=== Record extracts ===

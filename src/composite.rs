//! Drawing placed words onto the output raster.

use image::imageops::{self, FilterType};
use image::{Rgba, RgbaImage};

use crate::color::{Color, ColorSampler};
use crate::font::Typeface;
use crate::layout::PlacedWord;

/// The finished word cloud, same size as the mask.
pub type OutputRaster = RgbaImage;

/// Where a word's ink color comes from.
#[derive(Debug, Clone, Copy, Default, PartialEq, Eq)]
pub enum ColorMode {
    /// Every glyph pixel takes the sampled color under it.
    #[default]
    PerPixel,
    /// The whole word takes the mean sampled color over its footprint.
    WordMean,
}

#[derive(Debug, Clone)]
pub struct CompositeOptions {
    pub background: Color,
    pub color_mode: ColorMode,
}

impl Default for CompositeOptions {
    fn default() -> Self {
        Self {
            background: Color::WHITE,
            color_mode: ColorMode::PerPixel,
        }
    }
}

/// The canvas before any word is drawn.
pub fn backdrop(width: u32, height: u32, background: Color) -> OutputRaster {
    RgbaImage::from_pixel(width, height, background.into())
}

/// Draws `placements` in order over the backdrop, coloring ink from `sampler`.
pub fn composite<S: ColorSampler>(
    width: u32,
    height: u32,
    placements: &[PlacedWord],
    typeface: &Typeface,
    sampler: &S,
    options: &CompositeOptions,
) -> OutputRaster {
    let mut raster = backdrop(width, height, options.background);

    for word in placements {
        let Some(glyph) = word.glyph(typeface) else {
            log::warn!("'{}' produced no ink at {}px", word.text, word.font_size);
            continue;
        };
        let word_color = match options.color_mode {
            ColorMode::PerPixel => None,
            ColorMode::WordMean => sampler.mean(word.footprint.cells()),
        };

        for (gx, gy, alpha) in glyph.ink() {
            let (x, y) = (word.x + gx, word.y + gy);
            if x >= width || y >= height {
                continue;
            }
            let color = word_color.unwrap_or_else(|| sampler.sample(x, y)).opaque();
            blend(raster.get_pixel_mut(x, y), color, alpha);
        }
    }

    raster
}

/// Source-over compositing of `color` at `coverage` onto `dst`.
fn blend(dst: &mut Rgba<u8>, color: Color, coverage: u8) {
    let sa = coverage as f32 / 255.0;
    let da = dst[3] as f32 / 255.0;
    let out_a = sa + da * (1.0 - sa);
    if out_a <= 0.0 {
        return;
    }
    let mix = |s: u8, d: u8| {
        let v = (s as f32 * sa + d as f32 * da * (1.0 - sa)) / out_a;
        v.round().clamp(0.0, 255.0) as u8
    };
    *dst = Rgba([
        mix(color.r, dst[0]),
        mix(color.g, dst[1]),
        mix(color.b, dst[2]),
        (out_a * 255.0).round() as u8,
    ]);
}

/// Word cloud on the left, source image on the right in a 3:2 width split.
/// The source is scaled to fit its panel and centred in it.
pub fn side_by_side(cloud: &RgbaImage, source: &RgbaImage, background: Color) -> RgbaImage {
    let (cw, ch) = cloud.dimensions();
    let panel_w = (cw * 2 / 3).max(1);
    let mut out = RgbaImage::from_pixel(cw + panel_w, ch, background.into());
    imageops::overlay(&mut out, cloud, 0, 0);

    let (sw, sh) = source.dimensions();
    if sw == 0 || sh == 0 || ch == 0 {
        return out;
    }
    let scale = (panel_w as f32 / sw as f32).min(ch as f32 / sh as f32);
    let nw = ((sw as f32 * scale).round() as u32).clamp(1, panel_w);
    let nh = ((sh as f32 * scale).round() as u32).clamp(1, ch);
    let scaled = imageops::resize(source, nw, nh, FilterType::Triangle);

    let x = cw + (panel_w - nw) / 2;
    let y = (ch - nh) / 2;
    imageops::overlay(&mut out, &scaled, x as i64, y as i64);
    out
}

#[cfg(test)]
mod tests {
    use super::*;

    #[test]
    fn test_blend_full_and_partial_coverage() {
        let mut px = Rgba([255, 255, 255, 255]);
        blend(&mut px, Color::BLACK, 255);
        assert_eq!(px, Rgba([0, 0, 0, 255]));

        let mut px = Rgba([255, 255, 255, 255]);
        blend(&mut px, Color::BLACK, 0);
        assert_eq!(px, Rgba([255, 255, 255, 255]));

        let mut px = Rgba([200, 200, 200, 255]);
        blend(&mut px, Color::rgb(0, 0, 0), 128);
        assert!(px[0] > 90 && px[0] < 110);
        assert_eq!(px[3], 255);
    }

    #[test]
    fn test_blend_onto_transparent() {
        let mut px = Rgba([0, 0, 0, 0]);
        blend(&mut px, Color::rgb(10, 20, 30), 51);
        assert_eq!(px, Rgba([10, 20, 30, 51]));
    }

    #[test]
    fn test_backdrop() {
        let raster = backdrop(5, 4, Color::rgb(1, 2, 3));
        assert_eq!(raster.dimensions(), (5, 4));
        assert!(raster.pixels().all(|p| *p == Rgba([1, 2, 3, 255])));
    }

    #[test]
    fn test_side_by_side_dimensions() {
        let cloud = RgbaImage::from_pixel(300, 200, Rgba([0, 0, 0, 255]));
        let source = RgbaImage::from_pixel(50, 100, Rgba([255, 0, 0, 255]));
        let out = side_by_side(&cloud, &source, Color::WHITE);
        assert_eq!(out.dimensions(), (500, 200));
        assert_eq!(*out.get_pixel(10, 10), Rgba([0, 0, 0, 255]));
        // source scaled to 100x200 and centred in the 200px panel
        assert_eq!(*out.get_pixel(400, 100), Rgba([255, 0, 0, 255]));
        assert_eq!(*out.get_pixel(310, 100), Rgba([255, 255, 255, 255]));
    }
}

===

_About this exercise_.
Print the data above exactly as it reads.

_Solution for this task_.
filename src/composite.rs
//! Drawing placed words onto the output raster.

use image::imageops::{self, FilterType};
use image::{Rgba, RgbaImage};

use crate::color::{Color, ColorSampler};
use crate::font::Typeface;
use crate::layout::PlacedWord;

/// The finished word cloud, same size as the mask.
pub type OutputRaster = RgbaImage;

/// Where a word's ink color comes from.
#[derive(Debug, Clone, Copy, Default, PartialEq, Eq)]
pub enum ColorMode {
    /// Every glyph pixel takes the sampled color under it.
    #[default]
    PerPixel,
    /// The whole word takes the mean sampled color over its footprint.
    WordMean,
}

#[derive(Debug, Clone)]
pub struct CompositeOptions {
    pub background: Color,
    pub color_mode: ColorMode,
}

impl Default for CompositeOptions {
    fn default() -> Self {
        Self {
            background: Color::WHITE,
            color_mode: ColorMode::PerPixel,
        }
    }
}

/// The canvas before any word is drawn.
pub fn backdrop(width: u32, height: u32, background: Color) -> OutputRaster {
    RgbaImage::from_pixel(width, height, background.into())
}

/// Draws `placements` in order over the backdrop, coloring ink from `sampler`.
pub fn composite<S: ColorSampler>(
    width: u32,
    height: u32,
    placements: &[PlacedWord],
    typeface: &Typeface,
    sampler: &S,
    options: &CompositeOptions,
) -> OutputRaster {
    let mut raster = backdrop(width, height, options.background);

    for word in placements {
        let Some(glyph) = word.glyph(typeface) else {
            log::warn!("'{}' produced no ink at {}px", word.text, word.font_size);
            continue;
        };
        let word_color = match options.color_mode {
            ColorMode::PerPixel => None,
            ColorMode::WordMean => sampler.mean(word.footprint.cells()),
        };

        for (gx, gy, alpha) in glyph.ink() {
            let (x, y) = (word.x + gx, word.y + gy);
            if x >= width || y >= height {
                continue;
            }
            let color = word_color.unwrap_or_else(|| sampler.sample(x, y)).opaque();
            blend(raster.get_pixel_mut(x, y), color, alpha);
        }
    }

    raster
}

/// Source-over compositing of `color` at `coverage` onto `dst`.
fn blend(dst: &mut Rgba<u8>, color: Color, coverage: u8) {
    let sa = coverage as f32 / 255.0;
    let da = dst[3] as f32 / 255.0;
    let out_a = sa + da * (1.0 - sa);
    if out_a <= 0.0 {
        return;
    }
    let mix = |s: u8, d: u8| {
        let v = (s as f32 * sa + d as f32 * da * (1.0 - sa)) / out_a;
        v.round().clamp(0.0, 255.0) as u8
    };
    *dst = Rgba([
        mix(color.r, dst[0]),
        mix(color.g, dst[1]),
        mix(color.b, dst[2]),
        (out_a * 255.0).round() as u8,
    ]);
}

/// Word cloud on the left, source image on the right in a 3:2 width split.
/// The source is scaled to fit its panel and centred in it.
pub fn side_by_side(cloud: &RgbaImage, source: &RgbaImage, background: Color) -> RgbaImage {
    let (cw, ch) = cloud.dimensions();
    let panel_w = (cw * 2 / 3).max(1);
    let mut out = RgbaImage::from_pixel(cw + panel_w, ch, background.into());
    imageops::overlay(&mut out, cloud, 0, 0);

    let (sw, sh) = source.dimensions();
    if sw == 0 || sh == 0 || ch == 0 {
        return out;
    }
    let scale = (panel_w as f32 / sw as f32).min(ch as f32 / sh as f32);
    let nw = ((sw as f32 * scale).round() as u32).clamp(1, panel_w);
    let nh = ((sh as f32 * scale).round() as u32).clamp(1, ch);
    let scaled = imageops::resize(source, nw, nh, FilterType::Triangle);

    let x = cw + (panel_w - nw) / 2;
    let y = (ch - nh) / 2;
    imageops::overlay(&mut out, &scaled, x as i64, y as i64);
    out
}

#[cfg(test)]
mod tests {
    use super::*;

    #[test]
    fn test_blend_full_and_partial_coverage() {
        let mut px = Rgba([255, 255, 255, 255]);
        blend(&mut px, Color::BLACK, 255);
        assert_eq!(px, Rgba([0, 0, 0, 255]));

        let mut px = Rgba([255, 255, 255, 255]);
        blend(&mut px, Color::BLACK, 0);
        assert_eq!(px, Rgba([255, 255, 255, 255]));

        let mut px = Rgba([200, 200, 200, 255]);
        blend(&mut px, Color::rgb(0, 0, 0), 128);
        assert!(px[0] > 90 && px[0] < 110);
        assert_eq!(px[3], 255);
    }

    #[test]
    fn test_blend_onto_transparent() {
        let mut px = Rgba([0, 0, 0, 0]);
        blend(&mut px, Color::rgb(10, 20, 30), 51);
        assert_eq!(px, Rgba([10, 20, 30, 51]));
    }

    #[test]
    fn test_backdrop() {
        let raster = backdrop(5, 4, Color::rgb(1, 2, 3));
        assert_eq!(raster.dimensions(), (5, 4));
        assert!(raster.pixels().all(|p| *p == Rgba([1, 2, 3, 255])));
    }

    #[test]
    fn test_side_by_side_dimensions() {
        let cloud = RgbaImage::from_pixel(300, 200, Rgba([0, 0, 0, 255]));
        let source = RgbaImage::from_pixel(50, 100, Rgba([255, 0, 0, 255]));
        let out = side_by_side(&cloud, &source, Color::WHITE);
        assert_eq!(out.dimensions(), (500, 200));
        assert_eq!(*out.get_pixel(10, 10), Rgba([0, 0, 0, 255]));
        // source scaled to 100x200 and centred in the 200px panel
        assert_eq!(*out.get_pixel(400, 100), Rgba([255, 0, 0, 255]));
        assert_eq!(*out.get_pixel(310, 100), Rgba([255, 255, 255, 255]));
    }
}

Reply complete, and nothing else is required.